Ithaca, N.Y. — The Ithaca Community Police Board’s external review of a sergeant’s decision to pull his weapon on two unarmed teens has been completed.

In line with the board’s standard protocol, the results of the review are not being made public, according to the board’s co-chairs.

“We must keep things confidential,” said Rick Rogers, one of the co-chairs of the board, which met at City Hall on Wednesday.

The co-chairs said the reviews are never released in order to protect the process of the review, the officers and the complainants.

“Our goal is to try to resolve the conflict,” said Shirley Kane, another co-chair. “…We ask them, ‘How can I help you resolve this conflict you’re having with the department?’ Some of these are resolved with the officer and the complainant having a conversation.”

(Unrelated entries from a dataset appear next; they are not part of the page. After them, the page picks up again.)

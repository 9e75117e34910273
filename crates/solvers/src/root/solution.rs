/// Indicates whether bisection converged or hit the iteration limit.
#[derive(Debug, Clone, Copy, PartialEq, Eq)]
pub enum Status {
    /// Converged according to the configured tolerances.
    Converged,

    /// Reached the iteration limit without converging.
    MaxIters,
}

/// The result of a bisection solve.
#[derive(Debug, Clone, Copy, PartialEq)]
pub struct Solution {
    /// Final solver status.
    pub status: Status,

    /// Best estimate of the root.
    pub x: f64,

    /// Function value at `x`.
    pub residual: f64,

    /// Iteration count when the solver finished.
    pub iters: usize,
}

People need to be able to talk, and without the guarantee of confidentiality that would not happen, according to Kane.

The confidential results of the investigation will be sent to the complainants, the mayor and the police chief.

Previously, an internal police review of the sergeant’s decision found that the action was “wholly consistent” with Ithaca police policy.

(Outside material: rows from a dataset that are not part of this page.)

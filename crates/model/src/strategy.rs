//! Plant strategies: trait values and the allometry they imply.
//!
//! Allometric relationships, with `LA = mass_leaf / lma`:
//!
//! ```text
//! height       = a1 · LA^b1
//! mass_sapwood = rho · eta_c · theta · a1 · LA^(1 + b1)
//! mass_bark    = b · mass_sapwood
//! mass_root    = a3 · LA
//! ```
//!
//! Leaf area is distributed over height so that the fraction above `z` for a
//! plant of height `h` is `Q(z, h) = (1 − (z/h)^eta)²`.

use canopy_core::Functor;
use canopy_solvers::root;
use serde::{Deserialize, Serialize};

use crate::{ConfigError, parameters::check};

/// Trait values for one plant type.
///
/// Defaults follow Falster et al. (2011), *J. Ecol.* 99:148–164.
#[derive(Debug, Clone, Copy, PartialEq, Serialize, Deserialize)]
#[serde(default, deny_unknown_fields)]
pub struct Traits {
    /// Leaf mass per unit leaf area (kg/m²).
    pub lma: f64,
    /// Wood density (kg/m³).
    pub rho: f64,
    /// Crown shape parameter.
    pub eta: f64,
    /// Sapwood area per unit leaf area.
    pub theta: f64,
    /// Height–leaf area scaling.
    pub a1: f64,
    pub b1: f64,
    /// Bark mass per unit sapwood mass.
    pub b: f64,
    /// Root mass per unit leaf area (kg/m²).
    pub a3: f64,

    /// Maximum leaf photosynthesis (mol/m²/yr).
    pub c_p1: f64,
    /// Light level at half-maximal photosynthesis.
    pub c_p2: f64,
    /// Yield: fraction of assimilate converted to biomass.
    pub y: f64,
    /// Biomass per mol carbon (kg/mol).
    pub c_bio: f64,

    /// Leaf respiration per unit leaf area (mol/m²/yr).
    pub c_rl: f64,
    /// Sapwood respiration per unit sapwood volume (mol/m³/yr).
    pub c_rs: f64,
    /// Bark respiration per unit bark volume (mol/m³/yr).
    pub c_rb: f64,
    /// Root respiration per unit root mass (mol/kg/yr).
    pub c_rr: f64,

    /// Turnover rates (1/yr) of leaves, bark, sapwood and roots.
    pub k_l: f64,
    pub k_b: f64,
    pub k_s: f64,
    pub k_r: f64,

    /// Maximum fraction of production allocated to reproduction.
    pub c_r1: f64,
    /// Steepness of the switch to reproduction around `hmat`.
    pub c_r2: f64,
    /// Height at maturity (m).
    pub hmat: f64,
    /// Seed mass (kg).
    pub s: f64,
    /// Accessory cost per unit seed mass.
    pub c_acc: f64,

    /// Baseline mortality rate (1/yr).
    pub c_d0: f64,
    /// Coefficient and shape of growth-dependent mortality.
    pub c_d2: f64,
    pub c_d3: f64,
}

impl Default for Traits {
    fn default() -> Self {
        Self {
            lma: 0.197_879_1,
            rho: 608.0,
            eta: 12.0,
            theta: 4669e-7,
            a1: 5.44,
            b1: 0.306,
            b: 0.17,
            a3: 0.07,
            c_p1: 150.36,
            c_p2: 0.19,
            y: 0.7,
            c_bio: 12e-3 / 0.49,
            c_rl: 39.27,
            c_rs: 4012.0,
            c_rb: 2.0 * 4012.0,
            c_rr: 217.0,
            k_l: 0.4565,
            k_b: 0.2,
            k_s: 0.0,
            k_r: 1.0,
            c_r1: 1.0,
            c_r2: 50.0,
            hmat: 16.5996,
            s: 3.8e-5,
            c_acc: 4.0,
            c_d0: 0.01,
            c_d2: 5.5,
            c_d3: 20.0,
        }
    }
}

impl Traits {
    /// Checks that every trait is finite and physically meaningful.
    ///
    /// # Errors
    ///
    /// Returns [`ConfigError::Parameter`] naming the first offending trait.
    pub fn validate(&self) -> Result<(), ConfigError> {
        let positive = f64::MIN_POSITIVE..;
        for (name, value) in [
            ("lma", self.lma),
            ("rho", self.rho),
            ("theta", self.theta),
            ("a1", self.a1),
            ("b1", self.b1),
            ("c_p1", self.c_p1),
            ("c_p2", self.c_p2),
            ("c_bio", self.c_bio),
            ("hmat", self.hmat),
            ("s", self.s),
            ("c_acc", self.c_acc),
        ] {
            check(name, value, positive.clone())?;
        }

        for (name, value) in [
            ("b", self.b),
            ("a3", self.a3),
            ("c_rl", self.c_rl),
            ("c_rs", self.c_rs),
            ("c_rb", self.c_rb),
            ("c_rr", self.c_rr),
            ("k_l", self.k_l),
            ("k_b", self.k_b),
            ("k_s", self.k_s),
            ("k_r", self.k_r),
            ("c_r2", self.c_r2),
            ("c_d0", self.c_d0),
            ("c_d2", self.c_d2),
            ("c_d3", self.c_d3),
        ] {
            check(name, value, 0.0..)?;
        }

        check("eta", self.eta, 1.0..)?;
        check("y", self.y, f64::MIN_POSITIVE..=1.0)?;
        check("c_r1", self.c_r1, 0.0..=1.0)?;
        Ok(())
    }
}

/// Allometric state of a plant with a given leaf mass.
#[derive(Debug, Clone, Copy, PartialEq, Default, Serialize)]
pub struct Size {
    pub mass_leaf: f64,
    pub leaf_area: f64,
    pub height: f64,
    pub mass_sapwood: f64,
    pub mass_bark: f64,
    pub mass_root: f64,
}

impl Size {
    #[must_use]
    pub fn mass_total(&self) -> f64 {
        self.mass_leaf + self.mass_sapwood + self.mass_bark + self.mass_root
    }
}

/// Validated traits plus quantities derived from them.
///
/// Strategies are immutable once built and are shared between plants,
/// populations and surrogate tables through an `Arc`.
#[derive(Debug, Clone, PartialEq)]
pub struct Strategy {
    traits: Traits,
    eta_c: f64,
    mass_leaf_seed: f64,
}

impl Strategy {
    /// Validates `traits` and solves for the leaf mass of a seed.
    ///
    /// The seed's leaf mass is the root of `mass_total(mass_leaf) = s`.
    ///
    /// # Errors
    ///
    /// Returns an error if a trait is invalid or the seed leaf mass cannot be
    /// bracketed.
    pub fn new(traits: Traits) -> Result<Self, ConfigError> {
        traits.validate()?;
        let eta = traits.eta;
        let mut strategy = Self {
            traits,
            eta_c: 1.0 - 2.0 / (1.0 + eta) + 1.0 / (1.0 + 2.0 * eta),
            mass_leaf_seed: 0.0,
        };

        let config = root::Config::new(200, 0.0, 1e-12, 0.0).map_err(root::Error::from)?;
        let solution = root::bisection(
            Functor::new(&strategy, Self::seed_residual),
            [0.0, traits.s],
            &config,
        )?;
        strategy.mass_leaf_seed = solution.x;

        log::debug!(
            "seed leaf mass {:e} kg after {} bisection iterations",
            solution.x,
            solution.iters
        );
        Ok(strategy)
    }

    #[must_use]
    pub fn traits(&self) -> &Traits {
        &self.traits
    }

    /// Leaf mass of a newly germinated seed (kg).
    #[must_use]
    pub fn mass_leaf_seed(&self) -> f64 {
        self.mass_leaf_seed
    }

    /// Allometry for a plant with `mass_leaf`.
    #[must_use]
    pub fn size(&self, mass_leaf: f64) -> Size {
        let t = &self.traits;
        let leaf_area = mass_leaf / t.lma;
        let mass_sapwood = t.rho * self.eta_c * t.theta * t.a1 * leaf_area.powf(1.0 + t.b1);
        Size {
            mass_leaf,
            leaf_area,
            height: t.a1 * leaf_area.powf(t.b1),
            mass_sapwood,
            mass_bark: t.b * mass_sapwood,
            mass_root: t.a3 * leaf_area,
        }
    }

    /// Total live mass of a plant with `mass_leaf`.
    #[must_use]
    pub fn mass_total(&self, mass_leaf: f64) -> f64 {
        self.size(mass_leaf).mass_total()
    }

    /// Derivative of total mass with respect to leaf mass.
    #[must_use]
    pub fn dmass_total_dmass_leaf(&self, leaf_area: f64) -> f64 {
        let t = &self.traits;
        let dmass_sapwood =
            t.rho * self.eta_c * t.theta * t.a1 * (1.0 + t.b1) * leaf_area.powf(t.b1) / t.lma;
        1.0 + dmass_sapwood * (1.0 + t.b) + t.a3 / t.lma
    }

    /// Fraction of a plant's leaf area above height `z`.
    #[must_use]
    pub fn leaf_fraction_above(&self, z: f64, height: f64) -> f64 {
        if z >= height {
            0.0
        } else if z <= 0.0 {
            1.0
        } else {
            let u = 1.0 - (z / height).powf(self.traits.eta);
            u * u
        }
    }

    /// Density of leaf area at height `z`, normalised to integrate to one.
    #[must_use]
    pub fn leaf_density(&self, z: f64, height: f64) -> f64 {
        if z <= 0.0 || z >= height {
            return 0.0;
        }
        let eta = self.traits.eta;
        let ratio = z / height;
        2.0 * eta * (1.0 - ratio.powf(eta)) * ratio.powf(eta - 1.0) / height
    }

    /// Fraction of net production allocated to reproduction at `height`.
    #[must_use]
    pub fn reproduction_fraction(&self, height: f64) -> f64 {
        let t = &self.traits;
        t.c_r1 / (1.0 + (t.c_r2 * (1.0 - height / t.hmat)).exp())
    }

    fn seed_residual(&self, mass_leaf: f64) -> f64 {
        self.mass_total(mass_leaf) - self.traits.s
    }
}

Sgt. John Norman was cleared of at least two major accusations leveled against him: 1) that he had no reason to pull his weapon on the teens, and 2) that his actions were racially biased.

Related: Ithaca police review says sgt. was justified, not racially biased in pulling gun

Related: Mothers say Ithaca police sergeant should not have pulled gun on their teenage sons

Rogers, the board co-chair, expressed general frustration with media coverage, including that of The Ithaca Voice, about the incident. He said the press had conflated several different issues involved with the incident, including SWAT funding for Ithaca police and racial concerns.

Rogers also criticized Mayor Svante Myrick and members of the Ithaca Common Council. Rogers and Kane said the mayor’s statements about the independent Community Police Board investigation preempted the investigation itself.

“The kind of controversy generated in the media and Facebook … does not generate conversation between parties; it generates hatred,” Rogers said.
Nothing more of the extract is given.